Terkait dengan majelis taklim di Makam Datu Kelampayan, Guru Hudari bercerita, dulu Syekh M Zaini bin Abdul Ghani yang membuka majelis tersebut, dan ditunjuklah beliau dan Guru Masdar sebagai pengajarnya. Namun seiring berjalannya waktu, Guru Hudari memutuskan untuk beristirahat karena kondisi kesehatan yang menurun.

“Sekarang aku istirahat,” jelas Guru Hudari. Beliau hanya menggelar majelis taklim di kediamannya di Desa Melayu Tengah, Kecamatan Martapura. Itu pun hanya tertinggal dua malam; Selasa malam (malam Rabu) dan Rabu malam (malam Kamis). “Malam Rabu biasanya, jamaahnya terdiri dari dosen-dosen di Banjarmasin (yang tergabung dalam Majelis Taklim al Hadi). Kalau malam Kamis, santri Darussalam,” ungkap suami Hj Zainun ini.

Adapun yang diajarkan dalam dua malam tersebut adalah Kitab Hidayatussalikin karya Syekh Abdussamad Palembang di malam Rabu, dan Kitab Tafsir Jalalain di malam Kamis.

“Kitab Hidayatussalikin itu komplit. Disana terdapat pembahasan seputar tauhid, fiqih, dan tasawuf,” terang Guru Hudari.

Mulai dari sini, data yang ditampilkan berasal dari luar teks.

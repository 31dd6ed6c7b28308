//! Core types for Model Showcase.
//!
//! This module provides type-safe wrappers for common domain concepts.

pub mod filename;
pub mod id;
pub mod product;
pub mod role;

pub use filename::{FilenameError, ModelFilename, sanitize_filename};
pub use id::*;
pub use product::{NewProduct, Product};
pub use role::Role;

Selama perjalanan pendidikannya, Guru Hudari banyak memiliki guru. Namun, yang paling berkesan dari semua gurunya di antaranya, KH Seman Mulia, KH Salman Jalil, KH Anang Sya’rani Arif, KH Salim Ma’ruf, dan KH Salman Yusuf.

Guru Hudari sampai saat ini tercatat pernah menyusun sebuah risalah manakib (riwayat hidup) Syekh M Zaini Abdul Ghani. Thariqat yang dipegang dan terus diamalkan KH Ahmad Hudari adalah Thariqat Sammaniyah, yakni yang didirikan oleh Syekh Muhammad bin Abdul Karim as Samman al Madani.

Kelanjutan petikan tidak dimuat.